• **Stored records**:

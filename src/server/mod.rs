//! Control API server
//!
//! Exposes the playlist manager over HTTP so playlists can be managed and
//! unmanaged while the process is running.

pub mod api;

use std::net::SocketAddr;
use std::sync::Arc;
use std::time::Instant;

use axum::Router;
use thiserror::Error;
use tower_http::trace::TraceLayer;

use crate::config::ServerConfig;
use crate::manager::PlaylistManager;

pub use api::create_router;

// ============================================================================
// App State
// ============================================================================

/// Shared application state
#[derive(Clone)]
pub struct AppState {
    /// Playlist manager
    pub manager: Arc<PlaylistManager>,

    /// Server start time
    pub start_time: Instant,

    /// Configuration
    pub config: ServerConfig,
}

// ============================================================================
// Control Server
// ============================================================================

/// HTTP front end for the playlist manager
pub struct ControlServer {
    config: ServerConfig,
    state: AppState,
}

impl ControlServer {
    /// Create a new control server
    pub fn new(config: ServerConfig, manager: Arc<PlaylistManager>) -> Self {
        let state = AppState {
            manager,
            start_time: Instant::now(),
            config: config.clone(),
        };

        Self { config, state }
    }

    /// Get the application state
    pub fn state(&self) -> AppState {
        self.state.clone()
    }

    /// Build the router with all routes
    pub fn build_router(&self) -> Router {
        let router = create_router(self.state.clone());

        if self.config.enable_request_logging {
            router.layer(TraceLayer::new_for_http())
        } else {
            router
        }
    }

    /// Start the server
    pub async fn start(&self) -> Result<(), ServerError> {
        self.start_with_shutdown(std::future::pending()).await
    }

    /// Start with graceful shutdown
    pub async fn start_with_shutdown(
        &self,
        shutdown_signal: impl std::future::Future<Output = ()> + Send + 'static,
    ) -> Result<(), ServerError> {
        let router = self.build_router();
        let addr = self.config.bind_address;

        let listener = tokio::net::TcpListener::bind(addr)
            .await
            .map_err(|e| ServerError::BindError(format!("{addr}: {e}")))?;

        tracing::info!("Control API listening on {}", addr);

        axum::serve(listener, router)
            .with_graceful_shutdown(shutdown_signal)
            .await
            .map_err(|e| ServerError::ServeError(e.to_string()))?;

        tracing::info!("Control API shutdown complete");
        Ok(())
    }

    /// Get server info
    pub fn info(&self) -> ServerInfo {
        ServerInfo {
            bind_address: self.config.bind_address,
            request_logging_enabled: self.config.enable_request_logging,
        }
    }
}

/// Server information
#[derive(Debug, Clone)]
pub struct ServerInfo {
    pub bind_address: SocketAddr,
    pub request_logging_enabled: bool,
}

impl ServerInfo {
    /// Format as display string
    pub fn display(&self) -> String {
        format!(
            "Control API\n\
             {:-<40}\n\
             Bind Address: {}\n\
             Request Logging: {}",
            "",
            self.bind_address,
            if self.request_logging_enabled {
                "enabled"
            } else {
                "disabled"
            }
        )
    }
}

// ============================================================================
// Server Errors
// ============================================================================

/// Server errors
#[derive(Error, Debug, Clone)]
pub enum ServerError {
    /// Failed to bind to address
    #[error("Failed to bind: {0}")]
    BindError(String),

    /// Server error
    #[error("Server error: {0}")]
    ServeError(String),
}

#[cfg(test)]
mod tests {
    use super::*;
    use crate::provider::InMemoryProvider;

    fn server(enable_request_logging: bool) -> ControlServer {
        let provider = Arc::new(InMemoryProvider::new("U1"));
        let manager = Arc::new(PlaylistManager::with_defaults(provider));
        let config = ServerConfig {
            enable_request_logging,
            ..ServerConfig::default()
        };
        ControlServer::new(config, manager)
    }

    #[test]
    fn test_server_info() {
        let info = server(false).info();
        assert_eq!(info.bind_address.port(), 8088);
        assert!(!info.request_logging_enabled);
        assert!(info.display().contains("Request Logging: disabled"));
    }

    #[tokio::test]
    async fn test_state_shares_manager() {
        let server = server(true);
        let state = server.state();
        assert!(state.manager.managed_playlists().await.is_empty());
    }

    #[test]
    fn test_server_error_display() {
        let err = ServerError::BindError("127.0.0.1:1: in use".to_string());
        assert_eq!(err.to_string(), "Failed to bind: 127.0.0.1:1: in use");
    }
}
---
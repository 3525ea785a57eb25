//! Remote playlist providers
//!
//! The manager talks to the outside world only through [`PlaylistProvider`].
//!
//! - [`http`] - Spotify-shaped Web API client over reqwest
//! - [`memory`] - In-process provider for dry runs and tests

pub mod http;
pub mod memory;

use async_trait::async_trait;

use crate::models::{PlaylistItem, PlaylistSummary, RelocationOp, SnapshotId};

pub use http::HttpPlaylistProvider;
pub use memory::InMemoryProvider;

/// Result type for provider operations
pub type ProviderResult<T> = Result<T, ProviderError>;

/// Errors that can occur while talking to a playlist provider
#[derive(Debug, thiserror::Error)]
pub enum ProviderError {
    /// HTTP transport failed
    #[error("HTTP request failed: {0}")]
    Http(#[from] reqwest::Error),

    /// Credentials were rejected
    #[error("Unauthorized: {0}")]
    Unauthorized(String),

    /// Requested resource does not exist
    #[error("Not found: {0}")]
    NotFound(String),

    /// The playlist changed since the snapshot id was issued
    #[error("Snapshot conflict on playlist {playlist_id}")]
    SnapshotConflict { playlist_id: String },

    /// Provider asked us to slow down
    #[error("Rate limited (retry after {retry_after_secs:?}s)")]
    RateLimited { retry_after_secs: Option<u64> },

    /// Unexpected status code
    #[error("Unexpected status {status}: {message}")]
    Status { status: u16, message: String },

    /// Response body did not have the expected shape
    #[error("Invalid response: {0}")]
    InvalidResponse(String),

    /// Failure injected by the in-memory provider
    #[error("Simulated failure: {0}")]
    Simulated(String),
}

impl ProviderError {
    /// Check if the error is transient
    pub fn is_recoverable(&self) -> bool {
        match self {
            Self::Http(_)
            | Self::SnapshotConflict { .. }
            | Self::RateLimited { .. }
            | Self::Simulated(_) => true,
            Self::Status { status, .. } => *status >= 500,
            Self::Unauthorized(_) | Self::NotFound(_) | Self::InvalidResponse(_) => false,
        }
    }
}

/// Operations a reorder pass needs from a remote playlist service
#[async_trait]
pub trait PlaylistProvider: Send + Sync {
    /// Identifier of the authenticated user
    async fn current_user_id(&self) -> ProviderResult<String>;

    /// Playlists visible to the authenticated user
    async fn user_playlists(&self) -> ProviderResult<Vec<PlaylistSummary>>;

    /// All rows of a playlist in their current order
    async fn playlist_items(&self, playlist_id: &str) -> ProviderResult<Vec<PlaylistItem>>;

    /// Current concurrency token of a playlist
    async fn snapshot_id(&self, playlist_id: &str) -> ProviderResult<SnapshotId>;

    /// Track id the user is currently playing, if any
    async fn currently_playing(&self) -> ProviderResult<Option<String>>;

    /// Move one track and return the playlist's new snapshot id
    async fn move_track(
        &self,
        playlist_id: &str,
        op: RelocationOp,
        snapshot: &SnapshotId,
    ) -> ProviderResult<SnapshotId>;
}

• **INSTRUCTIONS FOR THE TASK**: Among the entries above, copy exactly only the lines starting with the one containing "filename src/server/mod.rs" and going through the one containing "use axum::Router;", both ends included.

• **RESULT OF THE EXERCISE**:
filename src/server/mod.rs
//! Control API server
//!
//! Exposes the playlist manager over HTTP so playlists can be managed and
//! unmanaged while the process is running.

pub mod api;

use std::net::SocketAddr;
use std::sync::Arc;
use std::time::Instant;

use axum::Router;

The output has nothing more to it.